Я сознательно не обсуждаю долгосрочные негативные последствия, для российской экономики от некоторых из описанных выше решений. Они будут, но
сегодня важно не то, насколько российская экономика деградирует через 10 лет, а то, сколько лет Путин сможет финансировать войну.
В то же время хочу еще раз подчеркнуть, что хотя отдельные допущения, принятые для целей моделирования, не являются максимально возможно негативными для российской экономики, сочетание их всех одновременно представляется крайне маловероятным. В реальности провал отдельных показателей, скорее всего, будет компенсирован лучшими результатами по другим параметрам. Еще более негативное для российской экономики развитие событий возможно только при условии сочетания с полномасштабной войной острого мирового экономического кризиса или в случае присоединения к санкциям широкой коалиции стран, включающей Индию и Китай. При этом я не описывал весь спектр возможностей российского правительства по мобилизации существующих в системе ресурсов, ограничившись лишь относительно цивилизованными формами.
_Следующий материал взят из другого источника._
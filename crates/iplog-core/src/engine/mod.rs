//! Scan scheduler
//!
//! The ScanEngine is responsible for:
//! - Triggering one scan cycle per interval
//! - Never letting two cycles overlap
//! - Skipping cycles whose file or storage is unavailable
//! - Finishing the in-flight cycle before honoring shutdown
//! - Flushing the store before exiting
//!
//! ## Architecture
//!
//! ```text
//!   interval tick
//!        │
//!        ▼
//! ┌──────────────┐   ScanResult   ┌───────────────────┐
//! │  ScanCycle   │───────────────►│ UpsertCoordinator │──► IpStore
//! └──────────────┘                └───────────────────┘
//!        │                                  │
//!        └────────────► EngineEvent ◄───────┘
//! ```
//!
//! ## Cycle Flow
//!
//! 1. Tick fires (the first one immediately)
//! 2. Read and parse the log file; on failure emit `CycleSkipped`
//! 3. Persist both classes; on failure emit `PersistFailed`
//! 4. Emit `CycleCompleted` with the inserted/updated counts
//! 5. Wait for the next tick or shutdown

use std::future::Future;
use std::path::PathBuf;
use std::sync::Arc;
use std::sync::atomic::{AtomicU64, Ordering};
use std::time::Duration;
use tokio::sync::mpsc;
use tokio::sync::mpsc::error::TrySendError;
use tokio::time::MissedTickBehavior;
use tracing::{debug, error, info, trace, warn};

use crate::config::IplogConfig;
use crate::error::Result;
use crate::retry::RetryPolicy;
use crate::scan::ScanCycle;
use crate::traits::{IpStore, UpsertCounts};
use crate::upsert::{PersistReport, UpsertCoordinator};

/// Events emitted by the ScanEngine
#[derive(Debug, Clone, PartialEq, Eq)]
pub enum EngineEvent {
    /// Engine started
    Started {
        file_path: String,
        interval_secs: u64,
    },

    /// A cycle persisted its addresses
    CycleCompleted {
        cycle: u64,
        private: UpsertCounts,
        public: UpsertCounts,
    },

    /// A cycle could not read the log file
    CycleSkipped {
        cycle: u64,
        reason: String,
    },

    /// A cycle read the file but could not persist
    PersistFailed {
        cycle: u64,
        error: String,
    },

    /// Engine stopped
    Stopped {
        reason: String,
    },
}

/// Result of a single cycle
#[derive(Debug, Clone, PartialEq, Eq)]
pub enum CycleOutcome {
    /// Addresses were persisted
    Completed(PersistReport),
    /// The file was unavailable; nothing was written
    Skipped(String),
    /// Persistence failed after all retries
    Failed(String),
}

/// Periodic scan-and-persist loop
///
/// ## Lifecycle
///
/// 1. Create with [`ScanEngine::new()`]
/// 2. Start with [`ScanEngine::run_until()`] or [`ScanEngine::run_with_shutdown()`]
/// 3. Engine runs until the shutdown future resolves
/// 4. The in-flight cycle completes, the store is flushed, `run_until` returns
///
/// Cycles run sequentially on the calling task; only parsing fans out to
/// the scan pool.
pub struct ScanEngine {
    scan: ScanCycle,
    coordinator: UpsertCoordinator,
    file_path: PathBuf,
    interval: Duration,
    cycles: AtomicU64,
    event_tx: mpsc::Sender<EngineEvent>,
}

impl ScanEngine {
    /// Create a new engine over a long-lived store handle
    ///
    /// # Returns
    ///
    /// A tuple of (engine, event_receiver) where event_receiver yields engine events
    pub fn new(
        store: Arc<dyn IpStore>,
        config: IplogConfig,
    ) -> Result<(Self, mpsc::Receiver<EngineEvent>)> {
        config.validate()?;

        let (tx, rx) = mpsc::channel(config.engine.event_channel_capacity);

        let coordinator = UpsertCoordinator::new(
            store,
            RetryPolicy::from(&config.retry),
            Duration::from_secs(config.engine.operation_timeout_secs),
        );

        let engine = Self {
            scan: ScanCycle::new(&config.scan, config.filter)?,
            coordinator,
            file_path: PathBuf::from(&config.scan.file_path),
            interval: Duration::from_secs(config.engine.interval_secs),
            cycles: AtomicU64::new(0),
            event_tx: tx,
        };

        Ok((engine, rx))
    }

    /// The coordinator used for persistence
    pub fn coordinator(&self) -> &UpsertCoordinator {
        &self.coordinator
    }

    /// Number of cycles started so far
    pub fn cycles(&self) -> u64 {
        self.cycles.load(Ordering::Relaxed)
    }

    /// Run until `shutdown_rx` fires or its sender is dropped
    pub async fn run_with_shutdown(&self, shutdown_rx: tokio::sync::oneshot::Receiver<()>) -> Result<()> {
        self.run_until(async move {
            let _ = shutdown_rx.await;
        })
        .await
    }

    /// Run until `shutdown` resolves
    ///
    /// Shutdown is only observed between cycles, so a cycle that has started
    /// always reaches the end of its persistence step.
    pub async fn run_until<F>(&self, shutdown: F) -> Result<()>
    where
        F: Future<Output = ()>,
    {
        tokio::pin!(shutdown);

        info!(
            "Scanning {} every {:?}",
            self.file_path.display(),
            self.interval
        );
        self.emit_event(EngineEvent::Started {
            file_path: self.file_path.display().to_string(),
            interval_secs: self.interval.as_secs(),
        });

        tokio::select! {
            biased;

            _ = &mut shutdown => {
                info!("Shutdown signal received during startup");
                return self.stop("Shutdown signal").await;
            }

            prepared = self.coordinator.prepare() => {
                if let Err(e) = prepared {
                    warn!("Storage not ready at startup: {}. Retrying before the next persistence.", e);
                }
            }
        }

        let mut ticker = tokio::time::interval(self.interval);
        ticker.set_missed_tick_behavior(MissedTickBehavior::Delay);

        loop {
            tokio::select! {
                biased;

                _ = &mut shutdown => {
                    info!("Shutdown signal received");
                    break;
                }

                _ = ticker.tick() => {}
            }

            // Not raced against shutdown
            self.run_once().await;
        }

        self.stop("Shutdown signal").await
    }

    /// Run exactly one scan-and-persist cycle
    pub async fn run_once(&self) -> CycleOutcome {
        let cycle = self.cycles.fetch_add(1, Ordering::Relaxed) + 1;
        debug!("Starting cycle {}", cycle);

        let result = match self.scan.run(&self.file_path).await {
            Ok(result) => result,
            Err(e) => {
                warn!("Skipping cycle {}: {}", cycle, e);
                self.emit_event(EngineEvent::CycleSkipped {
                    cycle,
                    reason: e.to_string(),
                });
                return CycleOutcome::Skipped(e.to_string());
            }
        };

        info!(
            "Cycle {}: {} private IPs, {} public IPs",
            cycle,
            result.private_ips().len(),
            result.public_ips().len()
        );

        match self.coordinator.persist(&result).await {
            Ok(report) => {
                self.emit_event(EngineEvent::CycleCompleted {
                    cycle,
                    private: report.private,
                    public: report.public,
                });
                CycleOutcome::Completed(report)
            }
            Err(e) => {
                error!("Cycle {} persistence failed: {}", cycle, e);
                self.emit_event(EngineEvent::PersistFailed {
                    cycle,
                    error: e.to_string(),
                });
                CycleOutcome::Failed(e.to_string())
            }
        }
    }

    async fn stop(&self, reason: &str) -> Result<()> {
        self.emit_event(EngineEvent::Stopped {
            reason: reason.to_string(),
        });

        self.coordinator.store().flush().await?;
        info!("Store flushed, engine stopped");
        Ok(())
    }

    /// Emit an engine event without blocking the loop
    fn emit_event(&self, event: EngineEvent) {
        match self.event_tx.try_send(event) {
            Ok(()) => {}
            Err(TrySendError::Full(_)) => {
                warn!("Event channel full, dropping event. Consider increasing event_channel_capacity.");
            }
            Err(TrySendError::Closed(_)) => {
                trace!("No event receiver, dropping event");
            }
        }
    }
}

#[cfg(test)]
mod tests {
    use super::*;
    use crate::config::StorageConfig;
    use crate::store::MemoryIpStore;

    fn config(file_path: &std::path::Path) -> IplogConfig {
        let mut config = IplogConfig::new();
        config.storage = StorageConfig::Memory;
        config.scan.file_path = file_path.display().to_string();
        config
    }

    #[tokio::test]
    async fn run_once_skips_missing_file() {
        let dir = tempfile::tempdir().unwrap();
        let store = MemoryIpStore::new();
        let (engine, mut events) =
            ScanEngine::new(Arc::new(store), config(&dir.path().join("absent.log"))).unwrap();

        let outcome = engine.run_once().await;

        assert!(matches!(outcome, CycleOutcome::Skipped(_)));
        assert!(matches!(
            events.try_recv(),
            Ok(EngineEvent::CycleSkipped { cycle: 1, .. })
        ));
        assert_eq!(engine.cycles(), 1);
    }

    #[tokio::test]
    async fn run_once_persists_file() {
        let dir = tempfile::tempdir().unwrap();
        let path = dir.path().join("access.log");
        std::fs::write(&path, "10.0.0.5 GET /\n8.8.8.8 GET /\n").unwrap();

        let store = MemoryIpStore::new();
        let (engine, _events) = ScanEngine::new(Arc::new(store.clone()), config(&path)).unwrap();

        let outcome = engine.run_once().await;
        match outcome {
            CycleOutcome::Completed(report) => {
                assert_eq!(report.private, UpsertCounts::new(1, 0));
                assert_eq!(report.public, UpsertCounts::new(1, 0));
            }
            other => panic!("unexpected outcome: {:?}", other),
        }
    }

    #[test]
    fn rejects_invalid_config() {
        let mut config = IplogConfig::new();
        config.engine.interval_secs = 0;
        assert!(ScanEngine::new(Arc::new(MemoryIpStore::new()), config).is_err());
    }
}
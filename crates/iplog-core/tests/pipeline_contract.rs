//! Contract Test: Scan → Classify → Persist
//!
//! Constraints verified:
//! - Private and public addresses land in their own collections
//! - Special-purpose addresses are never stored
//! - A new address gets first_seen == last_seen
//! - Re-scanning unchanged content creates no records and only advances last_seen

mod common;

use chrono::{Duration, Utc};
use common::*;
use iplog_core::extract::AddressClass;
use iplog_core::scan::ScanCycle;
use iplog_core::traits::{IpStore, UpsertCounts};
use iplog_core::{CycleOutcome, ScanEngine};
use std::sync::Arc;

const LOG: &str = "\
10.0.0.5 - - [10/Oct/2024:13:55:36] \"GET / HTTP/1.1\" 200\n\
8.8.8.8 - - [10/Oct/2024:13:55:37] \"GET /a HTTP/1.1\" 404\n\
224.0.0.5 - - [10/Oct/2024:13:55:38] \"GET /b HTTP/1.1\" 200\n";

#[tokio::test]
async fn first_cycle_inserts_each_class() {
    let dir = tempfile::tempdir().unwrap();
    let path = write_log(dir.path(), "access.log", LOG);
    let store = FaultyStore::new();

    let (engine, _events) =
        ScanEngine::new(Arc::new(store.clone()), test_config(&path)).unwrap();

    let outcome = engine.run_once().await;
    let CycleOutcome::Completed(report) = outcome else {
        panic!("cycle should complete: {:?}", outcome);
    };
    assert_eq!(report.private, UpsertCounts::new(1, 0));
    assert_eq!(report.public, UpsertCounts::new(1, 0));

    let private = store.inner.records(AddressClass::Private).await;
    let public = store.inner.records(AddressClass::Public).await;
    assert_eq!(private.len(), 1);
    assert_eq!(public.len(), 1);
    assert_eq!(private[0].ip, "10.0.0.5");
    assert_eq!(public[0].ip, "8.8.8.8");
    assert_eq!(private[0].first_seen, private[0].last_seen);

    assert!(
        store
            .get_record(AddressClass::Public, "224.0.0.5")
            .await
            .unwrap()
            .is_none(),
        "multicast addresses are never stored"
    );
}

#[tokio::test]
async fn rescanning_unchanged_file_only_touches() {
    let dir = tempfile::tempdir().unwrap();
    let path = write_log(dir.path(), "access.log", LOG);
    let store = FaultyStore::new();
    let (engine, _events) =
        ScanEngine::new(Arc::new(store.clone()), test_config(&path)).unwrap();

    engine.run_once().await;
    let before = store
        .get_record(AddressClass::Public, "8.8.8.8")
        .await
        .unwrap()
        .unwrap();

    tokio::time::sleep(std::time::Duration::from_millis(5)).await;

    let outcome = engine.run_once().await;
    let CycleOutcome::Completed(report) = outcome else {
        panic!("cycle should complete: {:?}", outcome);
    };
    assert_eq!(report.private, UpsertCounts::new(0, 1));
    assert_eq!(report.public, UpsertCounts::new(0, 1));

    let after = store
        .get_record(AddressClass::Public, "8.8.8.8")
        .await
        .unwrap()
        .unwrap();
    assert_eq!(after.first_seen, before.first_seen);
    assert!(after.last_seen > before.last_seen);
    assert_eq!(store.count(AddressClass::Public).await.unwrap(), 1);
    assert_eq!(store.count(AddressClass::Private).await.unwrap(), 1);
}

#[tokio::test]
async fn scan_is_independent_of_chunking() {
    let dir = tempfile::tempdir().unwrap();
    let mut contents = String::new();
    for i in 0..2_000u32 {
        contents.push_str(&format!(
            "10.{}.{}.1 -> 8.8.{}.{} GET /\n",
            i % 7,
            i % 11,
            i % 13,
            i % 17
        ));
    }
    let path = write_log(dir.path(), "big.log", &contents);

    let mut small = test_config(&path).scan;
    small.chunk_size = 64;
    let mut whole = test_config(&path).scan;
    whole.chunk_size = 1 << 24;

    let policy = Default::default();
    let chunked = ScanCycle::new(&small, policy).unwrap().run(&path).await.unwrap();
    let single = ScanCycle::new(&whole, policy).unwrap().run(&path).await.unwrap();

    assert_eq!(chunked, single);
    assert_eq!(chunked.private_ips().len(), 7 * 11);
    assert_eq!(chunked.public_ips().len(), 13 * 17);
}

#[tokio::test]
async fn touch_with_older_timestamp_keeps_last_seen() {
    let store = FaultyStore::new();
    let now = Utc::now();
    let ips = vec!["8.8.8.8".to_string()];

    store.bulk_upsert(AddressClass::Public, &ips, now).await.unwrap();
    store
        .bulk_upsert(AddressClass::Public, &ips, now - Duration::seconds(30))
        .await
        .unwrap();

    let record = store
        .get_record(AddressClass::Public, "8.8.8.8")
        .await
        .unwrap()
        .unwrap();
    assert_eq!(record.last_seen, now);
    assert!(record.first_seen <= record.last_seen);
}
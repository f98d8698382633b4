//! Core traits for the iplog worker
//!
//! This module defines the abstract interfaces that storage backends must follow.
//!
//! - [`IpStore`]: Durable collections of address records with unique `ip` keys

pub mod ip_store;

pub use ip_store::{AddressRecord, IpStore, IpStoreFactory, UpsertCounts};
Если перейти от осторожных, обоснованных расчетами, тезисов к моей личной экспертной оценке, основанной на проведенной работе, то она звучит примерно так:
— во-первых, исчерпание возможностей финансирования военных действий до конца 2025 года невероятно в принципе (если исключить события, полностью меняющие правила игры);
— во-вторых, при сочетании крайне неудачной внешней конъюнктуры с резким увеличением масштаба военных действий российское правительство может быть вынуждено отказаться от рыночных методов управления экономикой где-то в 2026–2027 годах, но отказ от рыночных методов не тождественен невозможности продолжения войны;
— в-третьих, при сохранении текущей конъюнктуры и масштаба военных действий, возможности их финансирования с сохранением рыночной рамки выходят далеко за пределы 2030 года. На таком горизонте, конечно, начнут работать и более долгосрочные факторы деградации экономической базы, которыми можно было пренебречь на трехлетнем горизонте, но не на десятилетнем, однако сути это не меняет.
Впрочем, я надеюсь, что при подобном развитии событий внеэкономические факторы прекращения войны реализуются раньше.